The final country case study in this section comes in Chap. 7 presenting the case of electronic cigarette policy in the UK. This case study focuses on the contested nature of policy debates, but further considers the importance of how alternative constructions or framings of the policy issue itself by competing groups may help to explain how evidence is used. The chapter then discusses why appeals to particular forms of evidence do not have the impact that many health actors might expect. It concludes by reiterating a core theme of this volume that the political nature of policy debates must be engaged with explicitly to understand evidence use for health policymaking.

Following these country specific chapters, we present a set of three comparative analyses that draw lessons from across multiple country cases to address key themes arising from the project. Chapter 8 begins with a direct consideration of the institutional systems in place that work to provide evidence to inform decision making by Ministries of Health. It begins by considering the roles that Ministries of Health have as stewards of national health care, considering how this can also extend to having a mandate to shape the evidence advisory systems which will inform health policy decisions. It then looks across all six of our country cases to consider whether such systems provide relevant information in a timely manner to key decision points. The chapter illustrates how key structural and practical differences exist between countries, and also notes that, at times, key health decisions lie outside the authority of Ministries of Health, providing further challenges to the roles that formalised evidence advisory systems might play to inform those decisions.

This recognition of non-ministerial authority over health decisions leads directly to Chap. 9, which discusses insights about the roles of legislatures and the judiciary in shaping evidence use for health decisions. The chapter draws out lessons from multiple country case studies to illustrate the different ways that these bodies may use evidence to classic ideas of instrumental or problem-solving use embraced by many health sector actors. Ultimately the chapter draws out just how different evidence use can look within national policy processes based on existing institutional systems embedded in the legal or constitutional frameworks of countries.

Chapter 10 presents the final comparative chapter, drawing lessons on evidence use in relation to the role and potential influence of international aid donors in our lower-income, aid-dependent case study countries (Ethiopia, Cambodia, and Ghana). The chapter draws out the importance of factors such as: the levels of local technical capacity, differing stakeholder framings of issues, and the influence of external actors on underlying systems of decision making. The chapter discusses how these were seen to affect which evidence was used and for what purposes – illustrating how the broader political economy of aid and development can play out in multiple ways in terms of evidence use in health policymaking.

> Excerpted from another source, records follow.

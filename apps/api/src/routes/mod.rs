pub mod health;

use axum::{
    extract::DefaultBodyLimit,
    routing::{get, patch, post},
    Router,
};

use crate::resume::handlers::MAX_RESUME_BYTES;
use crate::state::AppState;
use crate::{applications, auth, jobs, matching, resume, users};

pub fn build_router(state: AppState) -> Router {
    Router::new()
        .route("/health", get(health::health_handler))
        // Identity
        .route("/api/v1/users", post(users::handlers::handle_register))
        .route("/api/v1/users/me", get(users::handlers::handle_me))
        .route("/api/v1/auth/token", post(auth::handlers::handle_login))
        // CV profiles
        .route(
            "/api/v1/profiles",
            post(resume::handlers::handle_upload_resume),
        )
        .route("/api/v1/profiles/me", get(resume::handlers::handle_my_profile))
        // Jobs
        .route(
            "/api/v1/jobs",
            get(jobs::handlers::handle_list_jobs).post(jobs::handlers::handle_create_job),
        )
        // Registered before /jobs/:id so "match" is never read as an id.
        .route(
            "/api/v1/jobs/match",
            post(matching::handlers::handle_keyword_match)
                .get(matching::handlers::handle_profile_match),
        )
        .route(
            "/api/v1/jobs/:id",
            get(jobs::handlers::handle_get_job)
                .patch(jobs::handlers::handle_update_job)
                .delete(jobs::handlers::handle_delete_job),
        )
        // Applications
        .route(
            "/api/v1/jobs/:id/applications",
            post(applications::handlers::handle_apply)
                .get(applications::handlers::handle_job_applications),
        )
        .route(
            "/api/v1/applications/me",
            get(applications::handlers::handle_my_applications),
        )
        .route(
            "/api/v1/applications/:id",
            patch(applications::handlers::handle_update_status),
        )
        // Leave headroom above the document ceiling for multipart framing;
        // the handler enforces the exact byte limit.
        .layer(DefaultBodyLimit::max(MAX_RESUME_BYTES + 64 * 1024))
        .with_state(state)
}
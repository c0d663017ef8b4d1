//! CV analysis pipeline: extract text, run the heuristics, embed.
//!
//! This is the layer that promotes "extraction produced nothing" into a
//! user-visible failure. An analysis either yields a complete
//! `ResumeAnalysis` or fails as a whole; there is no partial result.

use bytes::Bytes;

use crate::embedding::{Embedding, EmbeddingGenerator};
use crate::errors::AppError;
use crate::resume::{extract, profiler, skills};

/// Only the first 2000 characters feed the embedding, keeping the
/// fingerprint focused on the summary and most recent work.
pub const MAX_EMBED_CHARS: usize = 2000;

/// The bio is seeded from the first 500 characters of extracted text.
pub const BIO_CHARS: usize = 500;

/// Everything derived from one uploaded document. Built fresh on every
/// analysis call.
#[derive(Debug, Clone)]
pub struct ResumeAnalysis {
    pub full_name: Option<String>,
    pub bio: String,
    pub skills: Vec<String>,
    pub experience_years: i32,
    pub embedding: Embedding,
    pub source_filename: String,
}

pub async fn analyze_resume(
    bytes: Bytes,
    filename: String,
    embedder: &EmbeddingGenerator,
) -> Result<ResumeAnalysis, AppError> {
    let text = tokio::task::spawn_blocking(move || extract::extract_text(&bytes))
        .await
        .map_err(|e| AppError::Internal(anyhow::anyhow!("extraction task failed: {e}")))?;

    if text.is_empty() {
        return Err(AppError::UnreadableDocument);
    }

    let full_name = profiler::extract_name(&text);
    let experience_years = profiler::estimate_experience_years(&text);
    let skills = skills::extract_skills(&text);

    let summary: String = text.chars().take(MAX_EMBED_CHARS).collect();
    let embedding = embedder.embed(&summary).await?;

    let bio = text.chars().take(BIO_CHARS).collect();

    Ok(ResumeAnalysis {
        full_name,
        bio,
        skills,
        experience_years,
        embedding,
        source_filename: filename,
    })
}

#[cfg(test)]
mod tests {
    use std::sync::Arc;

    use super::*;
    use crate::embedding::test_support::StubEmbedder;

    #[tokio::test]
    async fn test_unreadable_document_fails_whole_analysis() {
        let embedder = EmbeddingGenerator::new(Arc::new(StubEmbedder));
        let result =
            analyze_resume(Bytes::from_static(b"junk"), "cv.pdf".into(), &embedder).await;
        assert!(matches!(result, Err(AppError::UnreadableDocument)));
    }
}
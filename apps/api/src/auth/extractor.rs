//! Authenticated-identity extractor. Add `CurrentUser` to a handler's
//! signature to require a valid Bearer token; any failure along the
//! token-to-user path is a 401.

use async_trait::async_trait;
use axum::{extract::FromRequestParts, http::header::AUTHORIZATION, http::request::Parts};

use crate::auth::token::verify_access_token;
use crate::errors::AppError;
use crate::models::user::UserRow;
use crate::state::AppState;

pub struct CurrentUser(pub UserRow);

#[async_trait]
impl FromRequestParts<AppState> for CurrentUser {
    type Rejection = AppError;

    async fn from_request_parts(
        parts: &mut Parts,
        state: &AppState,
    ) -> Result<Self, Self::Rejection> {
        let token = parts
            .headers
            .get(AUTHORIZATION)
            .and_then(|value| value.to_str().ok())
            .and_then(|value| value.strip_prefix("Bearer "))
            .ok_or(AppError::Unauthorized)?;

        let user_id =
            verify_access_token(token, &state.config.jwt_secret).ok_or(AppError::Unauthorized)?;

        let user = sqlx::query_as::<_, UserRow>("SELECT * FROM users WHERE id = $1")
            .bind(user_id)
            .fetch_optional(&state.db)
            .await?
            .ok_or(AppError::Unauthorized)?;

        Ok(CurrentUser(user))
    }
}
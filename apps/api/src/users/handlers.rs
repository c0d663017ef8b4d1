use axum::{extract::State, http::StatusCode, Json};
use serde::Deserialize;
use uuid::Uuid;

use crate::auth::extractor::CurrentUser;
use crate::auth::password::hash_password;
use crate::errors::AppError;
use crate::models::user::{UserResponse, UserRow, ROLE_OWNER, ROLE_SEEKER, VALID_ROLES};
use crate::state::AppState;

#[derive(Debug, Deserialize)]
pub struct RegisterRequest {
    pub username: String,
    pub email: String,
    pub password: String,
    #[serde(default = "default_role")]
    pub role: String,
    pub company_name: Option<String>,
}

fn default_role() -> String {
    ROLE_SEEKER.to_string()
}

/// POST /api/v1/users
pub async fn handle_register(
    State(state): State<AppState>,
    Json(req): Json<RegisterRequest>,
) -> Result<(StatusCode, Json<UserResponse>), AppError> {
    if req.username.trim().is_empty() {
        return Err(AppError::Validation("Username must not be empty".into()));
    }
    if req.password.len() < 8 {
        return Err(AppError::Validation(
            "Password must be at least 8 characters long".into(),
        ));
    }
    if !VALID_ROLES.contains(&req.role.as_str()) {
        return Err(AppError::Validation(format!(
            "Role must be one of: {}",
            VALID_ROLES.join(", ")
        )));
    }

    let username_taken: Option<(Uuid,)> =
        sqlx::query_as("SELECT id FROM users WHERE LOWER(username) = LOWER($1)")
            .bind(&req.username)
            .fetch_optional(&state.db)
            .await?;
    if username_taken.is_some() {
        return Err(AppError::Validation("Username already exists".into()));
    }

    let email_taken: Option<(Uuid,)> =
        sqlx::query_as("SELECT id FROM users WHERE LOWER(email) = LOWER($1)")
            .bind(&req.email)
            .fetch_optional(&state.db)
            .await?;
    if email_taken.is_some() {
        return Err(AppError::Validation("Email already registered".into()));
    }

    // Only recruiters carry a company name.
    let company_name = if req.role == ROLE_OWNER {
        req.company_name
    } else {
        None
    };

    let user = sqlx::query_as::<_, UserRow>(
        r#"
        INSERT INTO users (id, username, email, password_hash, role, company_name)
        VALUES ($1, $2, $3, $4, $5, $6)
        RETURNING *
        "#,
    )
    .bind(Uuid::new_v4())
    .bind(&req.username)
    .bind(req.email.to_lowercase())
    .bind(hash_password(&req.password)?)
    .bind(&req.role)
    .bind(&company_name)
    .fetch_one(&state.db)
    .await?;

    Ok((StatusCode::CREATED, Json(user.into())))
}

/// GET /api/v1/users/me
pub async fn handle_me(CurrentUser(user): CurrentUser) -> Json<UserResponse> {
    Json(user.into())
}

Finally, Chap. 11 provides a discussion chapter that allows us to reflect on the issues raised in this introduction. We revisit what our cases show in terms of the many meanings of research utilisation, and consider what has been learned in terms of how political and institutional factors shape the form of evidence use arising in health policy processes. The chapter synthesises insights about how political contestation, issue construction, and institutional arrangements all work (and at times work together) to shape and direct evidence use. The chapter, however, concludes by recognising that the insights from this volume only present a starting point to understanding the politics of evidence use from a public policy perspective, merely scratching the surface of the many areas of research that can further be done in this field.